A primeira chamada, publicada pelo UOL em março de 2021, diz: “Com spray, Bolsonaro insiste em medicamento sem eficácia contra covid-19”. A segunda, que foi ao ar no programa “Fantástico”, da Globo, em 5 de junho de 2022, informa: “Vacina de spray nasal é o caminho para o fim da pandemia de covid, apontam especialistas”.
Tirando os títulos do contexto, o post usa a hashtag #Bolsonarotemrazão ao comparar as reportagens. A primeira informa que o spray nasal, aposta do presidente Jair Bolsonaro, não tem eficácia comprovada contra a covid-19. A do programa da Globo afirma que especialistas apontam a vacina de spray nasal como “caminho” para o fim da pandemia. A relação, porém, não pode ser feita, porque se tratam de medicamentos diferentes.
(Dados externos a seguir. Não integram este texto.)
//! # Style 模块
//!
//! 元素在某一时刻的视觉快照（透明度、变换、模糊）以及到达该快照所用的过渡。
//! 显示层只负责把快照写进 inline style，过渡由浏览器执行。

use super::{EasingFunction, Transform};

/// 视觉快照
#[derive(Debug, Clone, Copy, PartialEq)]
pub struct StyleSnapshot {
    /// 透明度 (0.0 - 1.0)
    pub opacity: f32,
    /// 变换
    pub transform: Transform,
    /// 高斯模糊半径（px），0 表示不模糊
    pub blur_px: f32,
}

impl Default for StyleSnapshot {
    fn default() -> Self {
        Self::shown()
    }
}

impl StyleSnapshot {
    /// 完全显示：不透明、无偏移、无模糊
    pub fn shown() -> Self {
        Self {
            opacity: 1.0,
            transform: Transform::identity(),
            blur_px: 0.0,
        }
    }

    /// 完全透明
    pub fn hidden() -> Self {
        Self {
            opacity: 0.0,
            ..Self::shown()
        }
    }

    /// 设置变换
    pub fn with_transform(mut self, transform: Transform) -> Self {
        self.transform = transform;
        self
    }

    /// 设置模糊
    pub fn with_blur(mut self, blur_px: f32) -> Self {
        self.blur_px = blur_px.max(0.0);
        self
    }

    /// CSS `filter` 值
    pub fn filter_css(&self) -> String {
        if self.blur_px > 0.0 {
            format!("blur({}px)", self.blur_px)
        } else {
            "none".to_string()
        }
    }

    /// 输出 inline style（不含过渡）
    pub fn to_css(&self) -> String {
        format!(
            "opacity: {}; transform: {}; filter: {};",
            self.opacity,
            self.transform.to_css(),
            self.filter_css()
        )
    }

    /// 输出带过渡的 inline style
    pub fn to_css_with(&self, transition: &Transition) -> String {
        format!("{} transition: {};", self.to_css(), transition.to_css())
    }
}

/// 过渡设置
#[derive(Debug, Clone, Copy, PartialEq)]
pub struct Transition {
    /// 时长（毫秒）
    pub duration_ms: u32,
    /// 延迟（毫秒）
    pub delay_ms: u32,
    /// 缓动
    pub easing: EasingFunction,
}

impl Transition {
    pub fn new(duration_ms: u32, delay_ms: u32) -> Self {
        Self {
            duration_ms,
            delay_ms,
            easing: EasingFunction::SoftOut,
        }
    }

    /// CSS `transition` 值（作用于全部属性）
    pub fn to_css(&self) -> String {
        format!(
            "all {}ms {} {}ms",
            self.duration_ms,
            self.easing.css(),
            self.delay_ms
        )
    }
}

#[cfg(test)]
mod tests {
    use super::*;

    #[test]
    fn test_snapshot_css() {
        let snap = StyleSnapshot::hidden()
            .with_transform(Transform::translate_y(40.0))
            .with_blur(8.0);
        assert_eq!(
            snap.to_css(),
            "opacity: 0; transform: translateY(40px); filter: blur(8px);"
        );
        assert_eq!(
            StyleSnapshot::shown().to_css(),
            "opacity: 1; transform: none; filter: none;"
        );
    }

    #[test]
    fn test_transition_css() {
        let transition = Transition::new(700, 200);
        assert_eq!(
            transition.to_css(),
            "all 700ms cubic-bezier(0.16, 1, 0.3, 1) 200ms"
        );
    }
}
O que o presidente defendia é um remédio em desenvolvimento em Israel para tratar pessoas já infectadas pelo coronavírus. Bolsonaro começou a falar sobre um spray nasal contra a covid-19, de acordo com a Folha, em fevereiro de 2021, após o jornal israelense Times of Israel publicar que o remédio EXO-CD24 havia curado 29 dos 30 casos moderados a graves de covid-19. Em 12 de fevereiro de 2021, em seu Twitter, o presidente afirmava ter conversado com o então primeiro-ministro de Israel, Benjamin Netanyahu, sobre o medicamento. Segundo ele, o remédio vinha “obtendo grande sucesso no tratamento” da doença em casos graves.
Três dias depois, ele publicou que “brevemente” enviaria o pedido de análise para seu uso emergencial à Anvisa, mostrando interesse em comprá-lo. Inclusive, em março de 2021, o governo federal enviou uma comitiva de dez pessoas a Israel para conhecer o spray nasal. A viagem, que custou ao menos R$ 100 mil, segundo a Folha –, não resultou em nenhum contrato.
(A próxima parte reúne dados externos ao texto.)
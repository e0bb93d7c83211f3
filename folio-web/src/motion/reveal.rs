use dioxus::prelude::*;
use folio_core::StyleSnapshot;
use folio_core::reveal::{self, BlurDirection, Direction, FadeReveal};
use gloo::timers::future::TimeoutFuture;

use crate::hooks::{use_reveal_threshold, use_visibility};
use crate::platform::now_ms;

/// 整块淡入
#[component]
pub fn FadeContent(
    #[props(default)] delay: u32,
    #[props(default = 700)] duration: u32,
    #[props(default)] direction: Direction,
    #[props(default = 40.0)] distance: f32,
    #[props(default)] blur: bool,
    #[props(default, into)] class: String,
    children: Element,
) -> Element {
    let visibility = use_visibility(use_reveal_threshold());
    let style = FadeReveal::new()
        .delay(delay)
        .duration(duration)
        .direction(direction)
        .distance(distance)
        .blur(blur)
        .style(visibility.is_visible());

    rsx! {
        div {
            class,
            style,
            onmounted: move |e| visibility.attach(&e),
            {children}
        }
    }
}

/// 逐字符入场
///
/// 全部字符入场后调用一次 `on_complete`。
#[component]
pub fn SplitText(
    #[props(into)] text: String,
    #[props(default = 50)] delay: u32,
    from: Option<StyleSnapshot>,
    #[props(default, into)] class: String,
    on_complete: Option<EventHandler<()>>,
) -> Element {
    let visibility = use_visibility(use_reveal_threshold());
    let mut split = reveal::SplitText::new(text.clone()).delay(delay);
    if let Some(from) = from {
        split = split.from(from);
    }

    let mut timer = use_signal(|| split.completion_timer());
    let reveal = visibility.reveal;
    use_effect(move || {
        if !reveal.read().is_revealed() {
            return;
        }
        let deadline = timer.write().arm(now_ms());
        spawn(async move {
            TimeoutFuture::new(deadline.saturating_sub(now_ms()) as u32).await;
            if timer.write().poll(now_ms().max(deadline))
                && let Some(handler) = on_complete
            {
                handler.call(());
            }
        });
    });

    let revealed = visibility.is_visible();
    rsx! {
        span {
            class,
            "aria-label": "{text}",
            onmounted: move |e| visibility.attach(&e),
            for (wi, group) in split.layout().into_iter().enumerate() {
                span {
                    key: "{wi}",
                    "aria-hidden": "true",
                    style: "display: inline-block; white-space: nowrap;",
                    for cell in group.chars.iter() {
                        span {
                            key: "{cell.index}",
                            style: split.char_style(cell, revealed),
                            "{cell.ch}"
                        }
                    }
                }
                if group.trailing_space {
                    span { style: "display: inline-block;", "\u{00A0}" }
                }
            }
        }
    }
}

/// 逐词模糊入场
#[component]
pub fn BlurText(
    #[props(into)] text: String,
    #[props(default = 80)] delay: u32,
    #[props(default)] direction: BlurDirection,
    #[props(default, into)] class: String,
) -> Element {
    let visibility = use_visibility(use_reveal_threshold());
    let blur = reveal::BlurText::new(text.clone())
        .delay(delay)
        .direction(direction);
    let revealed = visibility.is_visible();

    rsx! {
        p {
            class,
            "aria-label": "{text}",
            onmounted: move |e| visibility.attach(&e),
            for word in blur.words() {
                span {
                    key: "{word.index}",
                    "aria-hidden": "true",
                    style: blur.word_style(&word, revealed),
                    "{word.text}"
                }
            }
        }
    }
}
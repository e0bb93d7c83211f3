//! # Easing 模块
//!
//! 缓动函数库，用于动画的时间插值，同时能输出对应的 CSS timing function。

/// 三次贝塞尔曲线（CSS `cubic-bezier(x1, y1, x2, y2)`）
#[derive(Debug, Clone, Copy, PartialEq)]
pub struct CubicBezier {
    pub x1: f32,
    pub y1: f32,
    pub x2: f32,
    pub y2: f32,
}

impl CubicBezier {
    /// 站点所有入场过渡共用的曲线：快速启动、长尾收敛
    pub const SOFT_OUT: CubicBezier = CubicBezier::new(0.16, 1.0, 0.3, 1.0);

    pub const fn new(x1: f32, y1: f32, x2: f32, y2: f32) -> Self {
        Self { x1, y1, x2, y2 }
    }

    /// 求 x = t 时的 y
    ///
    /// 先用牛顿迭代求曲线参数 s，失败时退回二分法。
    pub fn apply(&self, t: f32) -> f32 {
        let t = t.clamp(0.0, 1.0);
        if t == 0.0 || t == 1.0 {
            return t;
        }
        let s = self.solve_param(t);
        sample(self.y1, self.y2, s)
    }

    fn solve_param(&self, x: f32) -> f32 {
        let mut s = x;
        for _ in 0..8 {
            let err = sample(self.x1, self.x2, s) - x;
            if err.abs() < 1e-6 {
                return s;
            }
            let slope = sample_derivative(self.x1, self.x2, s);
            if slope.abs() < 1e-6 {
                break;
            }
            s -= err / slope;
        }

        let (mut lo, mut hi) = (0.0_f32, 1.0_f32);
        s = x;
        for _ in 0..32 {
            let value = sample(self.x1, self.x2, s);
            if (value - x).abs() < 1e-6 {
                break;
            }
            if value < x {
                lo = s;
            } else {
                hi = s;
            }
            s = (lo + hi) / 2.0;
        }
        s
    }

    /// CSS 表示
    pub fn css(&self) -> String {
        format!(
            "cubic-bezier({}, {}, {}, {})",
            self.x1, self.y1, self.x2, self.y2
        )
    }
}

/// 一维贝塞尔分量（端点固定为 0 和 1）
fn sample(p1: f32, p2: f32, s: f32) -> f32 {
    let inv = 1.0 - s;
    3.0 * inv * inv * s * p1 + 3.0 * inv * s * s * p2 + s * s * s
}

fn sample_derivative(p1: f32, p2: f32, s: f32) -> f32 {
    let inv = 1.0 - s;
    3.0 * inv * inv * p1 + 6.0 * inv * s * (p2 - p1) + 3.0 * s * s * (1.0 - p2)
}

/// 缓动函数类型
#[derive(Debug, Clone, Copy, PartialEq, Default)]
pub enum EasingFunction {
    /// 线性（匀速），滚动 scrub 使用
    Linear,
    /// 三次缓出，计数器使用
    EaseOutCubic,
    /// 二次缓入缓出，分隔线绘制使用
    EaseInOutQuad,
    /// 入场过渡曲线
    #[default]
    SoftOut,
    /// 自定义贝塞尔曲线
    Bezier(CubicBezier),
}

impl EasingFunction {
    /// 计算缓动值
    ///
    /// # 参数
    /// - `t`: 时间进度 (0.0 - 1.0)
    ///
    /// # 返回
    /// - 缓动后的进度值 (0.0 - 1.0)
    pub fn apply(&self, t: f32) -> f32 {
        let t = t.clamp(0.0, 1.0);

        match self {
            EasingFunction::Linear => t,
            EasingFunction::EaseOutCubic => 1.0 - (1.0 - t).powi(3),
            EasingFunction::EaseInOutQuad => {
                if t < 0.5 {
                    2.0 * t * t
                } else {
                    1.0 - (-2.0 * t + 2.0).powi(2) / 2.0
                }
            }
            EasingFunction::SoftOut => CubicBezier::SOFT_OUT.apply(t),
            EasingFunction::Bezier(curve) => curve.apply(t),
        }
    }

    /// 对应的 CSS timing function
    pub fn css(&self) -> String {
        match self {
            EasingFunction::Linear => "linear".to_string(),
            EasingFunction::EaseOutCubic => CubicBezier::new(0.33, 1.0, 0.68, 1.0).css(),
            EasingFunction::EaseInOutQuad => CubicBezier::new(0.45, 0.0, 0.55, 1.0).css(),
            EasingFunction::SoftOut => CubicBezier::SOFT_OUT.css(),
            EasingFunction::Bezier(curve) => curve.css(),
        }
    }
}

#[cfg(test)]
mod tests {
    use super::*;

    #[test]
    fn test_linear() {
        let easing = EasingFunction::Linear;
        assert_eq!(easing.apply(0.0), 0.0);
        assert_eq!(easing.apply(0.5), 0.5);
        assert_eq!(easing.apply(1.0), 1.0);
    }

    #[test]
    fn test_ease_in_out_quad() {
        let easing = EasingFunction::EaseInOutQuad;
        assert_eq!(easing.apply(0.0), 0.0);
        assert_eq!(easing.apply(1.0), 1.0);
        // 中点应该是 0.5
        let mid = easing.apply(0.5);
        assert!((mid - 0.5).abs() < 0.01);
    }

    #[test]
    fn test_ease_out_cubic() {
        let easing = EasingFunction::EaseOutCubic;
        assert!((easing.apply(0.5) - 0.875).abs() < 1e-6);
    }

    #[test]
    fn test_clamp() {
        let easing = EasingFunction::Linear;
        // 超出范围应该被限制
        assert_eq!(easing.apply(-0.5), 0.0);
        assert_eq!(easing.apply(1.5), 1.0);
    }

    #[test]
    fn test_soft_out_is_monotonic_and_front_loaded() {
        let easing = EasingFunction::SoftOut;
        let mut prev = 0.0;
        for i in 1..=20 {
            let v = easing.apply(i as f32 / 20.0);
            assert!(v >= prev - 1e-4, "step {i}: {v} < {prev}");
            prev = v;
        }
        // 前半段已经走完大部分
        assert!(easing.apply(0.3) > 0.7);
        assert!((easing.apply(1.0) - 1.0).abs() < 1e-6);
    }

    #[test]
    fn test_css_output() {
        assert_eq!(
            EasingFunction::SoftOut.css(),
            "cubic-bezier(0.16, 1, 0.3, 1)"
        );
        assert_eq!(EasingFunction::Linear.css(), "linear");
    }
}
Já sobre o spray que trata a doença, citado no Fantástico, os cientistas que participam das pesquisas, disseram que ainda não há resultados que comprovem sua eficácia – exatamente como informa a reportagem do UOL usada no conteúdo enganoso.
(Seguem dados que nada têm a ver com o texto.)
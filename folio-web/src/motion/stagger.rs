use dioxus::prelude::*;
use folio_core::Reveal;
use folio_core::reveal::{Direction, Stagger};

use crate::hooks::use_visibility;

/// 列表与子项共享的入场状态
#[derive(Clone, Copy, PartialEq)]
struct StaggerContext {
    reveal: Signal<Reveal>,
    stagger: Stagger,
}

/// 交错入场的列表，整个列表共用一个可见性触发器
#[component]
pub fn StaggerList(
    #[props(default = 100)] stagger_delay: u32,
    #[props(default)] direction: Direction,
    #[props(default, into)] class: String,
    children: Element,
) -> Element {
    let stagger = Stagger::new()
        .stagger_delay(stagger_delay)
        .direction(direction);
    let visibility = use_visibility(stagger.threshold());
    let reveal = visibility.reveal;
    use_context_provider(|| StaggerContext { reveal, stagger });

    rsx! {
        div {
            class,
            onmounted: move |e| visibility.attach(&e),
            {children}
        }
    }
}

/// 列表中的第 `index` 项
#[component]
pub fn StaggerItem(
    index: usize,
    #[props(default, into)] class: String,
    children: Element,
) -> Element {
    let ctx = use_context::<StaggerContext>();
    let revealed = ctx.reveal.read().is_revealed();
    let style = ctx.stagger.item_style(index, revealed);

    rsx! {
        div { class, style, {children} }
    }
}
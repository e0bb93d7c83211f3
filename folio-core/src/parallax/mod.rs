//! # Parallax 模块
//!
//! 滚动联动效果。与入场效果不同，这里的数值随滚动位置连续变化：
//!
//! - [`scrub`]：滚动位置到数值的纯函数
//! - [`ParallaxController`]：管理所有注册目标，负责平滑与注销
//! - [`SeparatorDrawIn`]：分隔线的一次性绘制
//! - [`presets`]：站点各区块使用的参数

mod controller;
mod draw_in;
mod scrub;

pub use controller::{ParallaxController, ParallaxTrack, Smoothing, TrackId};
pub use draw_in::SeparatorDrawIn;
pub use scrub::{ScrollWindow, scrub};

/// 站点使用的视差参数
pub mod presets {
    use super::{ParallaxTrack, ScrollWindow, Smoothing};

    /// 头像：移动得慢，显得更远
    pub fn about_image(window: ScrollWindow) -> ParallaxTrack {
        ParallaxTrack::new(window, 60.0, -30.0).with_smoothing(Smoothing::Lag(1.0))
    }

    /// 简介文字：移动距离小，平滑更重
    pub fn about_info(window: ScrollWindow) -> ParallaxTrack {
        ParallaxTrack::new(window, 30.0, -15.0).with_smoothing(Smoothing::Lag(1.5))
    }

    /// 时间线卡片：越靠后起始偏移越大
    pub fn timeline_card(index: usize, window: ScrollWindow) -> ParallaxTrack {
        ParallaxTrack::new(window, 40.0 + 10.0 * index as f32, -20.0)
            .with_smoothing(Smoothing::Lag(1.2))
    }

}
Mas, diferentemente do que o presidente disse, o EXO-CD24 é um medicamento que estava em teste para ser usado em pessoas infectadas pelo vírus, não um imunizante. Inclusive, o uso original do EXO-CD24 é para tratamento de câncer de ovário.
Como informa o Fantástico, “grupos pelo mundo estão na busca de uma vacina que ataque o vírus logo de cara, que não deixe que ele se multiplique” – o que seria feito via nasal. Ainda de acordo com a atração da Globo, desta forma “a pessoa vacinada não se contamina, e nem dá tempo de transmitir o vírus” e o micróbio finalmente para de circular e a pandemia pode chegar ao fim”.
Nota técnica do Ministério da Saúde de fevereiro de 2021 concluía que o medicamento “aponta para uma melhora clínica importante dos pacientes hospitalizados com covid-19 moderada a grave”, mas que “os resultados ainda não foram publicados e as informações disponíveis não oferecem dados suficientes sobre os desfechos de segurança e eficácia obtidos e as características dos pacientes incluídos”.
Renato Kfouri, diretor da Sociedade Brasileira de Imunizações (SBIm), fala que o desenvolvimento desse tipo de vacina é muito procurado para combater os vírus que têm entrada pelas vias respiratórias. Para ele, entretanto, é um caminho mais difícil já que o custo financeiro e tecnológico é maior, demandando laboratórios de biossegurança maiores.
O post envolvendo os dois títulos foi divulgado por inúmeros perfis. A deputada federal Carla Zambelli (PL-SP) no Facebook recebeu 2,5 mil comentários e mais de 15 mil compartilhamentos até o dia 8 de junho. Outros políticos divulgaram as mesmas alegações em seus perfis do Facebook após a postagem da parlamentar. Até a mesma data, a publicação do senador Flávio Bolsonaro (PL-RJ) tinha 3,3 mil compartilhamentos e 966 comentários. Já o conteúdo propagado pela deputada federal Bia Kicis (PL-DF) teve 3,3 mil compartilhamentos e 496 comentários.